Let’s also check out what the labels look like for masked language modeling:

In [19]:
tokenizer.decode(lm_dataset["train"][0]["labels"])

'[CLS] i rented i am curious - yellow from my video store because of all the controversy that surrounded it when it was first released in 1967. i also heard that at first it was seized by u. s. customs if it ever tried to enter this country, therefore being a fan of films considered " controversial " i really had to see this for myself. < br / > < br / > the plot is centered around a young swedish drama student named lena who wants to learn everything she can about life. in particular she wants to focus her attentions to making some sort of documentary on what the average swede thought about certain political issues such as the vietnam war and race issues in the united states. in between asking politicians and ordinary denizens of stockholm about their opinions on politics, she has sex with her drama teacher, classmates, and married men. < br / > < br / > what kills me about i am curious - yellow is that 40 years ago, this was considered pornographic. really, the sex and nudity scenes 

As expected from our `group_texts()` function above, this looks identical to the decoded `input_ids` — but then how can our model possibly learn anything? We’re missing a key step: inserting `[MASK]` tokens at random positions in the inputs! Let’s see how we can do this on the fly during fine-tuning using a special data collator.

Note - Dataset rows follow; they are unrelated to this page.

use std::sync::Arc;

use dashmap::mapref::entry::Entry;
use dashmap::DashMap;
use keel_core::ServiceKind;
use parking_lot::RwLock;

use super::service::Service;
use crate::error::PluginError;

/// Registry of transports, keyed by kind. The first registration of a kind
/// wins.
pub struct ServiceSet {
    by_kind: DashMap<String, Arc<dyn Service>>,
    order: RwLock<Vec<String>>,
}

impl ServiceSet {
    #[must_use]
    pub fn new() -> Self {
        Self {
            by_kind: DashMap::new(),
            order: RwLock::new(Vec::new()),
        }
    }

    pub fn register<S: Service>(&self, service: S) {
        self.register_arc(Arc::new(service));
    }

    pub fn register_arc(&self, service: Arc<dyn Service>) {
        let kind = service.name().to_string();
        if kind.is_empty() {
            return;
        }

        if let Entry::Vacant(slot) = self.by_kind.entry(kind.clone()) {
            slot.insert(service);
            self.order.write().push(kind);
        }
    }

    /// # Errors
    ///
    /// Returns [`PluginError::ServiceNotFound`] if no transport is registered
    /// for `kind`.
    pub fn get(&self, kind: &str) -> Result<Arc<dyn Service>, PluginError> {
        self.by_kind
            .get(kind)
            .map(|entry| Arc::clone(entry.value()))
            .ok_or_else(|| PluginError::ServiceNotFound(kind.to_string()))
    }

    /// Snapshot of every transport in registration order.
    #[must_use]
    pub fn iter(&self) -> Vec<Arc<dyn Service>> {
        let order = self.order.read().clone();
        order
            .iter()
            .filter_map(|kind| self.by_kind.get(kind).map(|entry| Arc::clone(entry.value())))
            .collect()
    }

    /// Copies the transports of `other` whose kind is not present yet.
    pub fn append(&self, other: &ServiceSet) {
        for service in other.iter() {
            self.register_arc(service);
        }
    }

    #[must_use]
    pub fn kinds(&self) -> Vec<ServiceKind> {
        self.order.read().iter().map(|kind| ServiceKind::new(kind.clone())).collect()
    }

    #[must_use]
    pub fn len(&self) -> usize {
        self.by_kind.len()
    }

    #[must_use]
    pub fn is_empty(&self) -> bool {
        self.by_kind.is_empty()
    }
}

impl Default for ServiceSet {
    fn default() -> Self {
        Self::new()
    }
}

impl std::fmt::Debug for ServiceSet {
    fn fmt(&self, f: &mut std::fmt::Formatter<'_>) -> std::fmt::Result {
        f.debug_struct("ServiceSet")
            .field("kinds", &*self.order.read())
            .finish()
    }
}

#[cfg(test)]
mod tests {
    use async_trait::async_trait;
    use keel_core::Attribute;

    use super::*;
    use crate::handler::ServiceHandler;
    use crate::plugin::ServiceOptions;

    struct Named {
        kind: &'static str,
        port: u16,
    }

    #[async_trait]
    impl Service for Named {
        fn name(&self) -> &str {
            self.kind
        }

        fn info(&self) -> Vec<Attribute> {
            vec![Attribute::uint("port", u64::from(self.port))]
        }

        async fn initialize(&self, _options: ServiceOptions) -> anyhow::Result<()> {
            Ok(())
        }

        async fn run(&self, _handler: Arc<dyn ServiceHandler>) -> anyhow::Result<()> {
            Ok(())
        }

        async fn stop(&self) -> anyhow::Result<()> {
            Ok(())
        }
    }

    #[test]
    fn first_registration_wins() {
        let set = ServiceSet::new();
        set.register(Named { kind: "worker", port: 1 });
        set.register(Named { kind: "worker", port: 2 });

        assert_eq!(set.len(), 1);
        assert_eq!(
            set.get("worker").unwrap().info(),
            vec![Attribute::uint("port", 1)]
        );
    }

    #[test]
    fn missing_kind_is_an_error() {
        let set = ServiceSet::new();
        assert!(matches!(set.get("grpc"), Err(PluginError::ServiceNotFound(k)) if k == "grpc"));
    }

    #[test]
    fn append_preserves_existing_kinds() {
        let builtin = ServiceSet::new();
        builtin.register(Named { kind: "worker", port: 1 });
        let external = ServiceSet::new();
        external.register(Named { kind: "grpc", port: 9 });
        external.register(Named { kind: "worker", port: 2 });

        builtin.append(&external);

        assert_eq!(builtin.kinds(), vec![ServiceKind::WORKER, ServiceKind::GRPC]);
        assert_eq!(
            builtin.get("worker").unwrap().info(),
            vec![Attribute::uint("port", 1)]
        );
    }
}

## 4. Fine-tuning DistilBERT with the Trainer API


Fine-tuning a masked language model is almost identical to fine-tuning a sequence classification model. The only difference is that we need a special data collator that can randomly mask some of the tokens in each batch of texts. Fortunately, 🤗 Transformers comes prepared with a dedicated `DataCollatorForLanguageModeling` for just this task. We just have to pass it the tokenizer and an `mlm_probability` argument that specifies what fraction of the tokens to mask. We’ll pick 15%, which is the amount used for BERT and a common choice in the literature:



In [20]:
from transformers import DataCollatorForLanguageModeling

data_collator = DataCollatorForLanguageModeling(tokenizer=tokenizer, mlm_probability=.15)

To see how the random masking works, let’s feed a few examples to the data collator. Since it expects a list of `dicts`, where each `dict` represents a single chunk of contiguous text, we first iterate over the dataset before feeding the batch to the collator. We remove the `"word_ids"` key for this data collator as it does not expect it:



In [None]:
samples = [lm_dataset["train"][i] for i in range(3)]
for sample in samples:
    _ = sample.pop("word_ids")
    _ = sample.pop("offset_mapping")

for chunk in data_collator(samples)["input_ids"]:
    print(tokenizer.convert_ids_to_tokens(chunk))
    print()

['[CLS]', 'i', '[MASK]', 'i', 'am', 'curious', '-', 'yellow', '[MASK]', 'my', 'video', 'store', 'because', 'of', 'all', 'the', 'controversy', 'that', 'surrounded', 'it', 'when', 'it', 'was', 'first', 'released', 'in', '1967', '.', 'i', 'also', 'heard', '[MASK]', '[MASK]', 'first', 'it', 'was', 'seized', 'by', 'u', '.', 's', '.', 'customs', 'if', 'it', '[MASK]', 'tried', 'to', 'enter', '[MASK]', 'country', ',', 'therefore', 'being', 'a', 'fan', '[MASK]', 'films', 'considered', '[MASK]', 'controversial', '"', 'i', 'really', 'had', '[MASK]', 'see', '[MASK]', 'for', 'myself', '.', '<', '[MASK]', '/', '>', '<', 'br', '/', '>', 'the', 'plot', 'is', 'centered', 'around', 'a', 'norms', '[MASK]', 'clyde', 'student', '[MASK]', 'lena', 'who', 'wants', 'to', 'learn', '[MASK]', 'she', '[MASK]', 'about', 'life', '.', 'in', 'particular', 'she', 'wants', 'to', '[MASK]', 'her', 'attention', '##s', 'to', 'making', 'some', 'sort', 'of', 'documentary', 'on', 'what', 'the', '[MASK]', 'sw', '##ede', '[MASK]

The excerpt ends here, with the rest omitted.